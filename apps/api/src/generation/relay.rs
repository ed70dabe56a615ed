//! Relays upstream deltas to the HTTP response body.
//!
//! Each relay moves through `Requesting → Streaming → Completed | Errored`
//! (the `Requesting` phase is the handler awaiting `LlmClient::stream`).
//! If the client disconnects, the body stream is dropped, which drops the
//! upstream response and closes that connection too.

use std::fmt;

use axum::{body::Body, http::header, response::Response};
use bytes::Bytes;
use futures_util::StreamExt;
use tracing::{debug, info, warn};

use crate::errors::AppError;
use crate::llm_client::DeltaStream;

#[derive(Debug, Clone, Copy, PartialEq, Eq)]
pub enum RelayPhase {
    Streaming,
    Completed,
    Errored,
}

impl fmt::Display for RelayPhase {
    fn fmt(&self, f: &mut fmt::Formatter<'_>) -> fmt::Result {
        let s = match self {
            RelayPhase::Streaming => "streaming",
            RelayPhase::Completed => "completed",
            RelayPhase::Errored => "errored",
        };
        f.write_str(s)
    }
}

/// Frame kinds of the chatbot's line-prefixed stream.
#[derive(Debug, Clone, Copy, PartialEq, Eq)]
pub enum FrameKind {
    Content,
    Reasoning,
    Error,
}

impl FrameKind {
    fn prefix(&self) -> &'static str {
        match self {
            FrameKind::Content => "0:",
            FrameKind::Reasoning => "r:",
            FrameKind::Error => "e:",
        }
    }
}

/// `<prefix><json string>\n`. JSON-encoding keeps embedded newlines on one line.
pub fn encode_frame(kind: FrameKind, text: &str) -> String {
    let encoded = serde_json::Value::String(text.to_string()).to_string();
    format!("{}{}\n", kind.prefix(), encoded)
}

fn stream_response(content_type: &'static str, body: Body) -> Result<Response, AppError> {
    Response::builder()
        .header(header::CONTENT_TYPE, content_type)
        .header(header::CACHE_CONTROL, "no-cache")
        .header("x-content-type-options", "nosniff")
        .body(body)
        .map_err(|e| AppError::Internal(anyhow::anyhow!("failed to build stream response: {e}")))
}

/// Raw `text/plain` relay of content deltas. Reasoning is dropped.
/// A mid-stream failure aborts the body so the client sees a broken stream
/// rather than a silently truncated component.
pub fn plain_text_response(mut deltas: DeltaStream, label: &'static str) -> Result<Response, AppError> {
    debug!(relay = label, phase = %RelayPhase::Streaming, "Relay started");

    let body = async_stream::stream! {
        let mut chunks = 0usize;
        let mut bytes_sent = 0usize;
        let mut phase = RelayPhase::Completed;

        while let Some(item) = deltas.next().await {
            match item {
                Ok(delta) => {
                    if let Some(text) = delta.content.filter(|t| !t.is_empty()) {
                        chunks += 1;
                        bytes_sent += text.len();
                        yield Ok::<_, std::io::Error>(Bytes::from(text));
                    }
                }
                Err(e) => {
                    warn!(relay = label, "Upstream stream failed after {chunks} chunks: {e}");
                    phase = RelayPhase::Errored;
                    yield Err(std::io::Error::new(std::io::ErrorKind::Other, e.to_string()));
                    break;
                }
            }
        }

        info!(relay = label, phase = %phase, chunks, bytes_sent, "Relay finished");
    };

    stream_response("text/plain; charset=utf-8", Body::from_stream(body))
}

/// Line-prefixed relay for the chatbot: `0:` content, `r:` reasoning,
/// `e:` error (after which the stream ends normally).
pub fn chat_frames_response(mut deltas: DeltaStream) -> Result<Response, AppError> {
    debug!(relay = "chatbot", phase = %RelayPhase::Streaming, "Relay started");

    let body = async_stream::stream! {
        let mut frames = 0usize;
        let mut phase = RelayPhase::Completed;

        while let Some(item) = deltas.next().await {
            match item {
                Ok(delta) => {
                    if let Some(reasoning) = delta.reasoning.filter(|t| !t.is_empty()) {
                        frames += 1;
                        yield Ok::<_, std::io::Error>(Bytes::from(encode_frame(FrameKind::Reasoning, &reasoning)));
                    }
                    if let Some(content) = delta.content.filter(|t| !t.is_empty()) {
                        frames += 1;
                        yield Ok(Bytes::from(encode_frame(FrameKind::Content, &content)));
                    }
                }
                Err(e) => {
                    warn!(relay = "chatbot", "Upstream stream failed after {frames} frames: {e}");
                    phase = RelayPhase::Errored;
                    yield Ok(Bytes::from(encode_frame(FrameKind::Error, &e.to_string())));
                    break;
                }
            }
        }

        info!(relay = "chatbot", phase = %phase, frames, "Relay finished");
    };

    stream_response("text/plain; charset=utf-8", Body::from_stream(body))
}

#[cfg(test)]
mod tests {
    use super::*;
    use crate::llm_client::{Delta, LlmError};

    fn deltas(items: Vec<Result<Delta, LlmError>>) -> DeltaStream {
        Box::pin(futures_util::stream::iter(items))
    }

    fn content(text: &str) -> Result<Delta, LlmError> {
        Ok(Delta {
            content: Some(text.to_string()),
            reasoning: None,
        })
    }

    #[test]
    fn test_encode_frames() {
        assert_eq!(encode_frame(FrameKind::Content, "hi"), "0:\"hi\"\n");
        assert_eq!(encode_frame(FrameKind::Reasoning, "a\nb"), "r:\"a\\nb\"\n");
        assert_eq!(encode_frame(FrameKind::Error, "boom"), "e:\"boom\"\n");
    }

    #[tokio::test]
    async fn test_plain_text_concatenates_content() {
        let resp = plain_text_response(
            deltas(vec![
                content("<file path=\"App.tsx\">"),
                Ok(Delta {
                    content: None,
                    reasoning: Some("hidden".into()),
                }),
                content("x</file>"),
            ]),
            "test",
        )
        .unwrap();
        assert_eq!(
            resp.headers()[header::CONTENT_TYPE],
            "text/plain; charset=utf-8"
        );
        let body = axum::body::to_bytes(resp.into_body(), usize::MAX)
            .await
            .unwrap();
        assert_eq!(&body[..], b"<file path=\"App.tsx\">x</file>");
    }

    #[tokio::test]
    async fn test_plain_text_errors_midstream() {
        let resp = plain_text_response(
            deltas(vec![
                content("partial"),
                Err(LlmError::Api {
                    status: 502,
                    message: "upstream died".into(),
                }),
            ]),
            "test",
        )
        .unwrap();
        assert!(axum::body::to_bytes(resp.into_body(), usize::MAX)
            .await
            .is_err());
    }

    #[tokio::test]
    async fn test_chat_frames_order_and_error() {
        let resp = chat_frames_response(deltas(vec![
            Ok(Delta {
                content: Some("Hello".into()),
                reasoning: Some("greet".into()),
            }),
            Err(LlmError::EmptyContent),
            content("never sent"),
        ]))
        .unwrap();
        let body = axum::body::to_bytes(resp.into_body(), usize::MAX)
            .await
            .unwrap();
        assert_eq!(
            std::str::from_utf8(&body).unwrap(),
            "r:\"greet\"\n0:\"Hello\"\ne:\"LLM returned empty content\"\n"
        );
    }
}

■ Exercise description ■
Reproduce the whole of the records exactly, so that no line differs from the source above.

■ Result of this task ■
filename apps/api/src/generation/relay.rs
repository ed70dabe56a615ed
//! Relays upstream deltas to the HTTP response body.
//!
//! Each relay moves through `Requesting → Streaming → Completed | Errored`
//! (the `Requesting` phase is the handler awaiting `LlmClient::stream`).
//! If the client disconnects, the body stream is dropped, which drops the
//! upstream response and closes that connection too.

use std::fmt;

use axum::{body::Body, http::header, response::Response};
use bytes::Bytes;
use futures_util::StreamExt;
use tracing::{debug, info, warn};

use crate::errors::AppError;
use crate::llm_client::DeltaStream;

#[derive(Debug, Clone, Copy, PartialEq, Eq)]
pub enum RelayPhase {
    Streaming,
    Completed,
    Errored,
}

impl fmt::Display for RelayPhase {
    fn fmt(&self, f: &mut fmt::Formatter<'_>) -> fmt::Result {
        let s = match self {
            RelayPhase::Streaming => "streaming",
            RelayPhase::Completed => "completed",
            RelayPhase::Errored => "errored",
        };
        f.write_str(s)
    }
}

/// Frame kinds of the chatbot's line-prefixed stream.
#[derive(Debug, Clone, Copy, PartialEq, Eq)]
pub enum FrameKind {
    Content,
    Reasoning,
    Error,
}

impl FrameKind {
    fn prefix(&self) -> &'static str {
        match self {
            FrameKind::Content => "0:",
            FrameKind::Reasoning => "r:",
            FrameKind::Error => "e:",
        }
    }
}

/// `<prefix><json string>\n`. JSON-encoding keeps embedded newlines on one line.
pub fn encode_frame(kind: FrameKind, text: &str) -> String {
    let encoded = serde_json::Value::String(text.to_string()).to_string();
    format!("{}{}\n", kind.prefix(), encoded)
}

fn stream_response(content_type: &'static str, body: Body) -> Result<Response, AppError> {
    Response::builder()
        .header(header::CONTENT_TYPE, content_type)
        .header(header::CACHE_CONTROL, "no-cache")
        .header("x-content-type-options", "nosniff")
        .body(body)
        .map_err(|e| AppError::Internal(anyhow::anyhow!("failed to build stream response: {e}")))
}

/// Raw `text/plain` relay of content deltas. Reasoning is dropped.
/// A mid-stream failure aborts the body so the client sees a broken stream
/// rather than a silently truncated component.
pub fn plain_text_response(mut deltas: DeltaStream, label: &'static str) -> Result<Response, AppError> {
    debug!(relay = label, phase = %RelayPhase::Streaming, "Relay started");

    let body = async_stream::stream! {
        let mut chunks = 0usize;
        let mut bytes_sent = 0usize;
        let mut phase = RelayPhase::Completed;

        while let Some(item) = deltas.next().await {
            match item {
                Ok(delta) => {
                    if let Some(text) = delta.content.filter(|t| !t.is_empty()) {
                        chunks += 1;
                        bytes_sent += text.len();
                        yield Ok::<_, std::io::Error>(Bytes::from(text));
                    }
                }
                Err(e) => {
                    warn!(relay = label, "Upstream stream failed after {chunks} chunks: {e}");
                    phase = RelayPhase::Errored;
                    yield Err(std::io::Error::new(std::io::ErrorKind::Other, e.to_string()));
                    break;
                }
            }
        }

        info!(relay = label, phase = %phase, chunks, bytes_sent, "Relay finished");
    };

    stream_response("text/plain; charset=utf-8", Body::from_stream(body))
}

/// Line-prefixed relay for the chatbot: `0:` content, `r:` reasoning,
/// `e:` error (after which the stream ends normally).
pub fn chat_frames_response(mut deltas: DeltaStream) -> Result<Response, AppError> {
    debug!(relay = "chatbot", phase = %RelayPhase::Streaming, "Relay started");

    let body = async_stream::stream! {
        let mut frames = 0usize;
        let mut phase = RelayPhase::Completed;

        while let Some(item) = deltas.next().await {
            match item {
                Ok(delta) => {
                    if let Some(reasoning) = delta.reasoning.filter(|t| !t.is_empty()) {
                        frames += 1;
                        yield Ok::<_, std::io::Error>(Bytes::from(encode_frame(FrameKind::Reasoning, &reasoning)));
                    }
                    if let Some(content) = delta.content.filter(|t| !t.is_empty()) {
                        frames += 1;
                        yield Ok(Bytes::from(encode_frame(FrameKind::Content, &content)));
                    }
                }
                Err(e) => {
                    warn!(relay = "chatbot", "Upstream stream failed after {frames} frames: {e}");
                    phase = RelayPhase::Errored;
                    yield Ok(Bytes::from(encode_frame(FrameKind::Error, &e.to_string())));
                    break;
                }
            }
        }

        info!(relay = "chatbot", phase = %phase, frames, "Relay finished");
    };

    stream_response("text/plain; charset=utf-8", Body::from_stream(body))
}

#[cfg(test)]
mod tests {
    use super::*;
    use crate::llm_client::{Delta, LlmError};

    fn deltas(items: Vec<Result<Delta, LlmError>>) -> DeltaStream {
        Box::pin(futures_util::stream::iter(items))
    }

    fn content(text: &str) -> Result<Delta, LlmError> {
        Ok(Delta {
            content: Some(text.to_string()),
            reasoning: None,
        })
    }

    #[test]
    fn test_encode_frames() {
        assert_eq!(encode_frame(FrameKind::Content, "hi"), "0:\"hi\"\n");
        assert_eq!(encode_frame(FrameKind::Reasoning, "a\nb"), "r:\"a\\nb\"\n");
        assert_eq!(encode_frame(FrameKind::Error, "boom"), "e:\"boom\"\n");
    }

    #[tokio::test]
    async fn test_plain_text_concatenates_content() {
        let resp = plain_text_response(
            deltas(vec![
                content("<file path=\"App.tsx\">"),
                Ok(Delta {
                    content: None,
                    reasoning: Some("hidden".into()),
                }),
                content("x</file>"),
            ]),
            "test",
        )
        .unwrap();
        assert_eq!(
            resp.headers()[header::CONTENT_TYPE],
            "text/plain; charset=utf-8"
        );
        let body = axum::body::to_bytes(resp.into_body(), usize::MAX)
            .await
            .unwrap();
        assert_eq!(&body[..], b"<file path=\"App.tsx\">x</file>");
    }

    #[tokio::test]
    async fn test_plain_text_errors_midstream() {
        let resp = plain_text_response(
            deltas(vec![
                content("partial"),
                Err(LlmError::Api {
                    status: 502,
                    message: "upstream died".into(),
                }),
            ]),
            "test",
        )
        .unwrap();
        assert!(axum::body::to_bytes(resp.into_body(), usize::MAX)
            .await
            .is_err());
    }

    #[tokio::test]
    async fn test_chat_frames_order_and_error() {
        let resp = chat_frames_response(deltas(vec![
            Ok(Delta {
                content: Some("Hello".into()),
                reasoning: Some("greet".into()),
            }),
            Err(LlmError::EmptyContent),
            content("never sent"),
        ]))
        .unwrap();
        let body = axum::body::to_bytes(resp.into_body(), usize::MAX)
            .await
            .unwrap();
        assert_eq!(
            std::str::from_utf8(&body).unwrap(),
            "r:\"greet\"\n0:\"Hello\"\ne:\"LLM returned empty content\"\n"
        );
    }
}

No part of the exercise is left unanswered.